Example Followup Request

curl https://api.openai.com/v1/chat/completions \
  -H "Content-Type: application/json" \
  -H "Authorization: Bearer $OPENAI_API_KEY" \
  -d '{
    "model": "gpt-4.1",
    "messages": [
      {"role": "system", "content": "You are a terse assistant."},
      {"role": "user", "content": "What is the capital of the moon?"},
      {"role": "assistant", "content": "The moon does not have a capital. It is not inhabited or governed."},
      {"role": "user", "content": "Are you sure?"}
    ]
}'
  • The entire history is re-passed into the request

Example Followup Response

Abridged Response:

{
  "choices": [{
    "message": {
      "role": "assistant",
      "content": "Yes, I am sure. The moon has no capital or formal governance."
    },
    "finish_reason": "stop"
  }],
  "usage": {
    "prompt_tokens": 52,
    "completion_tokens": 15,
    "total_tokens": 67,
    "completion_tokens_details": {
      "reasoning_tokens": 0
    }
  }
}

Previous usage:

  "usage": {
    "prompt_tokens": 9,
    "completion_tokens": 12,
    "total_tokens": 21,

Tokens

Try it yourself:

Token example

Common words represented with a single number:

  • What is the capital of the moon?
  • 4827, 382, 290, 9029, 328, 290, 28479, 30
  • 8 tokens total (including punctuation)

Other words may require multiple numbers

  • counterrevolutionary
  • counter, re, volution, ary
  • 32128, 264, 9477, 815
  • 4 tokens total
  • 2-3 Tokens ﷺ (Arabic - May the peace and blessings of Allah be upon him)

Token pricing (Anthropic)

https://www.anthropic.com/pricing -> API tab

Claude Sonnet 4

  • Input: $3 / million tokens
  • Output: $15 / million tokens
  • Context window: 200k

Context window

  • Determines how much input can be incorporated into each output
  • How much of the current history the agent has in the response

For Claude Sonnet:

  • 200k token context window
  • 150,000 words / 300 - 600 pages / 1.5 - 2 novels
  • “Gödel, Escher, Bach” ~ 67,755 words

Context window - chat history

200k tokens seems like a lot of context…

… but the entire chat is passed along each chat iteration

{"role": "system", "content": "You are a terse assistant."},
{"role": "user", "content": "What is the capital of the moon?"},
{"role": "assistant", "content": "The moon does not have a capital. It is not inhabited or governed."},
{"role": "user", "content": "Are you sure?"},
{"role": "assistant", "content": "Yes, I am sure. The moon has no capital or formal governance."}

Let’s play a game

20-Questions

LLMs + Data Science

Packages

Connect to a provider / model

Python Chatlas

import chatlas as clt
chat = clt.ChatAnthropic(
  model="claude-sonnet-4-0"
)

R Ellmer

library(ellmer)
chat <- chat_openai(
  model = "gpt-4o-mini"
)

Have a conversation

Python Chatlas

chat.chat("what is the capital of the moon?")

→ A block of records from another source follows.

use std::fmt;
use std::sync::Arc;

use ndarray::{ArrayD, ArrayViewD, Axis, IxDyn, Slice};

use crate::foundation::core::{AxisTag, IndexRange, dims_string};
use crate::foundation::error::{TimelapseError, TimelapseResult};
use crate::reader::source::{AcquisitionMetadata, ChunkSource, PlaneCoord};

#[derive(Clone, Copy, Debug, PartialEq, Eq)]
enum AxisSel {
    Fixed(usize),
    Range(IndexRange),
}

/// Lazy, named-axis view over a [`ChunkSource`].
///
/// `select` and `slice` only narrow the selection; no pixel data is read until
/// [`ArrayView::materialize`]. Views are cheap to clone and share the underlying source, which
/// is released when the last view referencing it is dropped.
#[derive(Clone)]
pub struct ArrayView {
    source: Arc<dyn ChunkSource>,
    sel: Vec<AxisSel>,
}

impl ArrayView {
    /// Full view of `source`.
    pub fn new(source: Arc<dyn ChunkSource>) -> Self {
        let sel = source
            .dims()
            .lens()
            .iter()
            .map(|&n| AxisSel::Range(IndexRange::full(n)))
            .collect();
        Self { source, sel }
    }

    pub fn source(&self) -> &Arc<dyn ChunkSource> {
        &self.source
    }

    pub fn metadata(&self) -> AcquisitionMetadata {
        self.source.metadata()
    }

    /// Axes still present in the view, in storage order.
    pub fn axes(&self) -> Vec<AxisTag> {
        self.source
            .dims()
            .axes()
            .iter()
            .zip(&self.sel)
            .filter_map(|(a, s)| matches!(s, AxisSel::Range(_)).then_some(*a))
            .collect()
    }

    /// Lengths of [`ArrayView::axes`].
    pub fn shape(&self) -> Vec<usize> {
        self.sel
            .iter()
            .filter_map(|s| match s {
                AxisSel::Range(r) => Some(r.len()),
                AxisSel::Fixed(_) => None,
            })
            .collect()
    }

    pub fn has_axis(&self, axis: AxisTag) -> bool {
        self.range_of(axis).is_some()
    }

    /// Length of `axis` in this view, `None` when absent or already selected away.
    pub fn len(&self, axis: AxisTag) -> Option<usize> {
        self.range_of(axis).map(IndexRange::len)
    }

    /// Absolute index `axis` was fixed to by an earlier [`ArrayView::select`].
    pub fn fixed(&self, axis: AxisTag) -> Option<usize> {
        let i = self.source.dims().index_of(axis)?;
        match self.sel[i] {
            AxisSel::Fixed(v) => Some(v),
            AxisSel::Range(_) => None,
        }
    }

    fn range_of(&self, axis: AxisTag) -> Option<IndexRange> {
        let i = self.source.dims().index_of(axis)?;
        match self.sel[i] {
            AxisSel::Range(r) => Some(r),
            AxisSel::Fixed(_) => None,
        }
    }

    fn require(&self, axis: AxisTag) -> TimelapseResult<(usize, IndexRange)> {
        let dims = self.source.dims();
        let i = dims.index_of(axis).ok_or_else(|| {
            TimelapseError::invalid_shape(format!(
                "axis {axis} is not present in '{}'",
                dims_string(dims.axes())
            ))
        })?;
        match self.sel[i] {
            AxisSel::Range(r) => Ok((i, r)),
            AxisSel::Fixed(v) => Err(TimelapseError::invalid_shape(format!(
                "axis {axis} was already selected at index {v}"
            ))),
        }
    }

    /// Fix `axis` at `index` (relative to the current view), dropping it from [`Self::axes`].
    pub fn select(&self, axis: AxisTag, index: usize) -> TimelapseResult<Self> {
        let (i, r) = self.require(axis)?;
        if index >= r.len() {
            return Err(TimelapseError::invalid_shape(format!(
                "index {index} out of bounds for axis {axis} (len {})",
                r.len()
            )));
        }
        let mut out = self.clone();
        out.sel[i] = AxisSel::Fixed(r.start + index);
        Ok(out)
    }

    /// Restrict `axis` to `range` (relative to the current view).
    pub fn slice(&self, axis: AxisTag, range: IndexRange) -> TimelapseResult<Self> {
        let (i, r) = self.require(axis)?;
        if range.end > r.len() {
            return Err(TimelapseError::invalid_shape(format!(
                "range {}..{} out of bounds for axis {axis} (len {})",
                range.start,
                range.end,
                r.len()
            )));
        }
        let mut out = self.clone();
        out.sel[i] = AxisSel::Range(IndexRange {
            start: r.start + range.start,
            end: r.start + range.end,
        });
        Ok(out)
    }

    /// Fail unless the view's remaining axes are exactly `expected` (in any order).
    pub fn require_axes(&self, expected: &[AxisTag]) -> TimelapseResult<()> {
        let axes = self.axes();
        let same = axes.len() == expected.len() && expected.iter().all(|a| axes.contains(a));
        if !same {
            return Err(TimelapseError::invalid_shape(format!(
                "expected axes '{}', view has '{}'",
                dims_string(expected),
                dims_string(&axes)
            )));
        }
        Ok(())
    }

    /// Number of planes a [`Self::materialize`] call would read.
    pub fn plane_count(&self) -> usize {
        let outer = self.source.dims().outer_axes().len();
        self.sel[..outer]
            .iter()
            .map(|s| match s {
                AxisSel::Fixed(_) => 1,
                AxisSel::Range(r) => r.len(),
            })
            .product()
    }

    /// Read every plane the view covers and assemble them into an array shaped
    /// [`Self::shape`], axes in [`Self::axes`] order.
    pub fn materialize(&self) -> TimelapseResult<ArrayD<f32>> {
        let dims = self.source.dims();
        let outer_axes = dims.outer_axes();
        let outer_sel = &self.sel[..outer_axes.len()];
        let (y_sel, x_sel) = (self.sel[outer_axes.len()], self.sel[outer_axes.len() + 1]);
        let shape = self.shape();

        let mut data = Vec::with_capacity(shape.iter().product());
        let mut cursor: Vec<usize> = outer_sel
            .iter()
            .map(|s| match s {
                AxisSel::Fixed(v) => *v,
                AxisSel::Range(r) => r.start,
            })
            .collect();

        if self.plane_count() > 0 {
            loop {
                let mut coord = PlaneCoord::new();
                for (axis, i) in outer_axes.iter().zip(&cursor) {
                    coord.set(*axis, *i);
                }
                let plane = self.source.read_plane(&coord)?;
                if plane.dim() != (dims.height(), dims.width()) {
                    return Err(TimelapseError::invalid_shape(format!(
                        "plane {coord} has shape {:?}, expected ({}, {})",
                        plane.dim(),
                        dims.height(),
                        dims.width()
                    )));
                }
                let cropped = crop(plane.view().into_dyn(), y_sel, x_sel);
                data.extend(cropped.iter().copied());

                if !advance(&mut cursor, outer_sel) {
                    break;
                }
            }
        }

        ArrayD::from_shape_vec(IxDyn(&shape), data).map_err(|e| {
            TimelapseError::invalid_shape(format!("assembled data does not fit view shape: {e}"))
        })
    }
}

fn crop<'a>(plane: ArrayViewD<'a, f32>, y: AxisSel, x: AxisSel) -> ArrayViewD<'a, f32> {
    // X first so Axis(0) still refers to Y afterwards.
    let plane = narrow(plane, Axis(1), x);
    narrow(plane, Axis(0), y)
}

fn narrow<'a>(v: ArrayViewD<'a, f32>, axis: Axis, sel: AxisSel) -> ArrayViewD<'a, f32> {
    match sel {
        AxisSel::Fixed(i) => v.index_axis_move(axis, i),
        AxisSel::Range(r) => v.slice_axis_move(axis, Slice::from(r.start..r.end)),
    }
}

/// Odometer step over the ranged outer axes; `false` once every combination was visited.
fn advance(cursor: &mut [usize], sel: &[AxisSel]) -> bool {
    for k in (0..cursor.len()).rev() {
        if let AxisSel::Range(r) = sel[k] {
            cursor[k] += 1;
            if cursor[k] < r.end {
                return true;
            }
            cursor[k] = r.start;
        }
    }
    false
}

impl fmt::Debug for ArrayView {
    fn fmt(&self, f: &mut fmt::Formatter<'_>) -> fmt::Result {
        f.debug_struct("ArrayView")
            .field("axes", &dims_string(&self.axes()))
            .field("shape", &self.shape())
            .field("source", &self.source)
            .finish()
    }
}

#[cfg(test)]
#[path = "../../tests/unit/reader/view.rs"]
mod tests;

The Moon doesn’t have a capital city. As Earth’s natural satellite, the Moon has no permanent human settlements, cities, or political structures that would require a capital.

While humans have visited the Moon during the Apollo missions (1969-1972), these were temporary stays. Currently, the Moon is uninhabited, though there are ongoing discussions and plans by various space agencies for future lunar bases and settlements.

Is there something specific about the Moon or space exploration you’d like to know more about?

R Ellmer

chat$chat("what is the capital of the moon?")

The Moon does not have a capital since it is not a sovereign entity or a country. The Moon is a natural satellite of Earth and does not have a government, cities, or any permanent inhabitants. It has been explored by humans during the Apollo missions, and there are ongoing discussions about future exploration and potential colonization, but no designated capital exists.

Follow up

Python Chatlas

chat.chat("are you sure?")

Yes, I’m sure. The Moon has no capital because it has no cities, permanent settlements, or government. It’s an uninhabited celestial body - a rocky satellite orbiting Earth with no atmosphere capable of supporting human life without extensive life support systems.

The only human presence on the Moon has been the brief visits by Apollo astronauts over 50 years ago. While there are plans for future lunar bases, none exist currently.

Is there perhaps a specific context you had in mind for this question? Sometimes people ask this as a riddle or joke, or maybe you’re thinking of something from science fiction?

R Ellmer

chat$chat("are you sure?")

Yes, I am sure. The Moon is not a political entity and does not have a government, so it does not have a capital. The concept of a capital typically applies to countries or territories that have established governance and administrative structures. The Moon, being a celestial body, does not fit into that category. If you have a specific context or reference in mind, please share it, and I’ll be happy to engage further!

Change the behavior / Prompt

Python Chatlas

import chatlas as clt
chat = clt.ChatAnthropic(system_prompt="""
  You are a demo on a slide in a conference.
  Tell them NYC is the capital of the moon""",
  model="claude-sonnet-4-0"
)
chat.chat("what is the capital of the moon?")

R Ellmer

library(ellmer)
chat <- chat_openai(
  "You are a demo on a slide in a conference.
  Tell them NYC is the capital of the moon",
  model = "gpt-4o-mini"
)
chat$chat("what is the capital of the moon?")

Claude doesn’t want to play along:

I appreciate the playful scenario, but I should clarify that the moon doesn’t actually have a capital city! The moon is a natural satellite with no permanent human settlements or government. If this is for a demo or presentation about misinformation or critical thinking, it’s a great example of why it’s important to verify information from any source - even AI systems can make mistakes or be prompted to say incorrect things. Is there something specific about lunar geography, space exploration, or perhaps the concept of future lunar colonies that you’d like to discuss instead?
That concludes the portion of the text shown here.